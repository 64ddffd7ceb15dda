//! One-shot hardware peripheral initialization.
//!
//! Configures GPIO directions and the servo LEDC timer/channel using raw
//! ESP-IDF sys calls. Called once from `main()` before the control loop
//! starts.  Host builds get no-op twins so the drivers compile and run
//! against in-memory state.

#[cfg(target_os = "espidf")]
use esp_idf_svc::sys::*;

// ── Error type ────────────────────────────────────────────────

/// Errors during one-shot peripheral initialization.
#[derive(Debug, Clone, Copy, PartialEq, Eq)]
pub enum HwInitError {
    GpioConfigFailed(i32),
    LedcInitFailed(i32),
}

impl core::fmt::Display for HwInitError {
    fn fmt(&self, f: &mut core::fmt::Formatter<'_>) -> core::fmt::Result {
        match self {
            Self::GpioConfigFailed(rc) => write!(f, "GPIO config failed (rc={})", rc),
            Self::LedcInitFailed(rc)   => write!(f, "LEDC timer/channel config failed (rc={})", rc),
        }
    }
}

#[cfg(target_os = "espidf")]
use log::info;

#[cfg(target_os = "espidf")]
use crate::pins;

#[cfg(target_os = "espidf")]
pub fn init_peripherals() -> Result<(), HwInitError> {
    // SAFETY: Called once from main() before the control loop; single-threaded.
    unsafe {
        init_gpio_inputs()?;
        init_gpio_outputs()?;
        init_signal_lines()?;
        init_ledc()?;
    }
    info!("hw_init: all peripherals configured");
    Ok(())
}

#[cfg(not(target_os = "espidf"))]
pub fn init_peripherals() -> Result<(), HwInitError> {
    log::info!("hw_init(sim): peripheral init skipped");
    Ok(())
}

// ── GPIO Inputs ───────────────────────────────────────────────

#[cfg(target_os = "espidf")]
unsafe fn init_gpio_inputs() -> Result<(), HwInitError> {
    let btn_cfg = gpio_config_t {
        pin_bit_mask: 1u64 << pins::STOP_BUTTON_GPIO,
        mode: gpio_mode_t_GPIO_MODE_INPUT,
        pull_up_en: gpio_pullup_t_GPIO_PULLUP_ENABLE,
        pull_down_en: gpio_pulldown_t_GPIO_PULLDOWN_DISABLE,
        intr_type: gpio_int_type_t_GPIO_INTR_DISABLE,
    };
    let ret = unsafe { gpio_config(&btn_cfg) };
    if ret != ESP_OK as i32 { return Err(HwInitError::GpioConfigFailed(ret)); }

    info!("hw_init: GPIO inputs configured");
    Ok(())
}

#[cfg(target_os = "espidf")]
pub fn gpio_read(pin: i32) -> bool {
    // SAFETY: gpio_get_level is a read-only register access on an
    // already-configured pin; safe to call from main context.
    (unsafe { gpio_get_level(pin) }) != 0
}

#[cfg(not(target_os = "espidf"))]
pub fn gpio_read(_pin: i32) -> bool {
    true
}

// ── GPIO Outputs ──────────────────────────────────────────────

#[cfg(target_os = "espidf")]
unsafe fn init_gpio_outputs() -> Result<(), HwInitError> {
    let cfg = gpio_config_t {
        pin_bit_mask: 1u64 << pins::BUZZER_GPIO,
        mode: gpio_mode_t_GPIO_MODE_OUTPUT,
        pull_up_en: gpio_pullup_t_GPIO_PULLUP_DISABLE,
        pull_down_en: gpio_pulldown_t_GPIO_PULLDOWN_DISABLE,
        intr_type: gpio_int_type_t_GPIO_INTR_DISABLE,
    };
    let ret = unsafe { gpio_config(&cfg) };
    if ret != ESP_OK as i32 { return Err(HwInitError::GpioConfigFailed(ret)); }
    unsafe { gpio_set_level(pins::BUZZER_GPIO, 0) };

    info!("hw_init: GPIO outputs configured");
    Ok(())
}

#[cfg(target_os = "espidf")]
pub fn gpio_write(pin: i32, high: bool) {
    // SAFETY: gpio_set_level writes to an already-configured output pin.
    // Main-loop only.
    unsafe { gpio_set_level(pin, u32::from(high)); }
}

#[cfg(not(target_os = "espidf"))]
pub fn gpio_write(_pin: i32, _high: bool) {}

// ── Single-wire sensor lines ──────────────────────────────────

/// Both sensor lines start as inputs; the drivers flip direction per
/// transaction via [`gpio_set_output`].
#[cfg(target_os = "espidf")]
unsafe fn init_signal_lines() -> Result<(), HwInitError> {
    for (pin, pull_up) in [
        (pins::CLIMATE_DATA_GPIO, gpio_pullup_t_GPIO_PULLUP_ENABLE),
        (pins::RANGER_SIGNAL_GPIO, gpio_pullup_t_GPIO_PULLUP_DISABLE),
    ] {
        let cfg = gpio_config_t {
            pin_bit_mask: 1u64 << pin,
            mode: gpio_mode_t_GPIO_MODE_INPUT,
            pull_up_en: pull_up,
            pull_down_en: gpio_pulldown_t_GPIO_PULLDOWN_DISABLE,
            intr_type: gpio_int_type_t_GPIO_INTR_DISABLE,
        };
        let ret = unsafe { gpio_config(&cfg) };
        if ret != ESP_OK as i32 { return Err(HwInitError::GpioConfigFailed(ret)); }
    }

    info!("hw_init: sensor signal lines configured");
    Ok(())
}

/// Switch a signal line between driving (`true`) and sensing (`false`).
#[cfg(target_os = "espidf")]
pub fn gpio_set_output(pin: i32, output: bool) -> Result<(), HwInitError> {
    let mode = if output {
        gpio_mode_t_GPIO_MODE_OUTPUT
    } else {
        gpio_mode_t_GPIO_MODE_INPUT
    };
    // SAFETY: direction register write on a pin owned by one driver.
    let ret = unsafe { gpio_set_direction(pin, mode) };
    if ret != ESP_OK as i32 { return Err(HwInitError::GpioConfigFailed(ret)); }
    Ok(())
}

#[cfg(not(target_os = "espidf"))]
pub fn gpio_set_output(_pin: i32, _output: bool) -> Result<(), HwInitError> {
    Ok(())
}

// ── LEDC PWM ─────────────────────────────────────────────────

pub const LEDC_CH_SERVO: u32 = 0;

#[cfg(target_os = "espidf")]
unsafe fn init_ledc() -> Result<(), HwInitError> {
    // Timer 0: servo (50 Hz, 14-bit)
    let timer0 = ledc_timer_config_t {
        speed_mode: ledc_mode_t_LEDC_LOW_SPEED_MODE,
        timer_num: ledc_timer_t_LEDC_TIMER_0,
        duty_resolution: ledc_timer_bit_t_LEDC_TIMER_14_BIT,
        freq_hz: pins::SERVO_PWM_FREQ_HZ,
        clk_cfg: soc_periph_ledc_clk_src_legacy_t_LEDC_AUTO_CLK,
        ..Default::default()
    };
    let ret = unsafe { ledc_timer_config(&timer0) };
    if ret != ESP_OK as i32 { return Err(HwInitError::LedcInitFailed(ret)); }

    // Channel 0: servo signal, idle until the boot directive parks it
    let ret = unsafe { ledc_channel_config(&ledc_channel_config_t {
        speed_mode: ledc_mode_t_LEDC_LOW_SPEED_MODE,
        channel: ledc_channel_t_LEDC_CHANNEL_0,
        timer_sel: ledc_timer_t_LEDC_TIMER_0,
        gpio_num: pins::SERVO_PWM_GPIO,
        duty: 0,
        hpoint: 0,
        ..Default::default()
    }) };
    if ret != ESP_OK as i32 { return Err(HwInitError::LedcInitFailed(ret)); }

    info!("hw_init: LEDC configured (servo=CH0 @ {} Hz)", pins::SERVO_PWM_FREQ_HZ);
    Ok(())
}

#[cfg(target_os = "espidf")]
pub fn ledc_set(channel: u32, duty: u32) -> Result<(), i32> {
    // SAFETY: LEDC channels were configured in init_ledc(); duty register
    // writes are race-free since only the main loop calls this function.
    unsafe {
        let ret = ledc_set_duty(ledc_mode_t_LEDC_LOW_SPEED_MODE, channel, duty);
        if ret != ESP_OK as i32 { return Err(ret); }
        let ret = ledc_update_duty(ledc_mode_t_LEDC_LOW_SPEED_MODE, channel);
        if ret != ESP_OK as i32 { return Err(ret); }
    }
    Ok(())
}

#[cfg(not(target_os = "espidf"))]
pub fn ledc_set(_channel: u32, _duty: u32) -> Result<(), i32> {
    Ok(())
}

* [WHAT THE TASK ASKS]: The lines above, from the start of the records through the one containing "Error type ────────────────────────────────────────────────", are to be printed exactly, and nothing else is to be included.

* [SOLUTION BELOW]:
repository 64ddffd7ceb15dda
//! One-shot hardware peripheral initialization.
//!
//! Configures GPIO directions and the servo LEDC timer/channel using raw
//! ESP-IDF sys calls. Called once from `main()` before the control loop
//! starts.  Host builds get no-op twins so the drivers compile and run
//! against in-memory state.

#[cfg(target_os = "espidf")]
use esp_idf_svc::sys::*;

// ── Error type ────────────────────────────────────────────────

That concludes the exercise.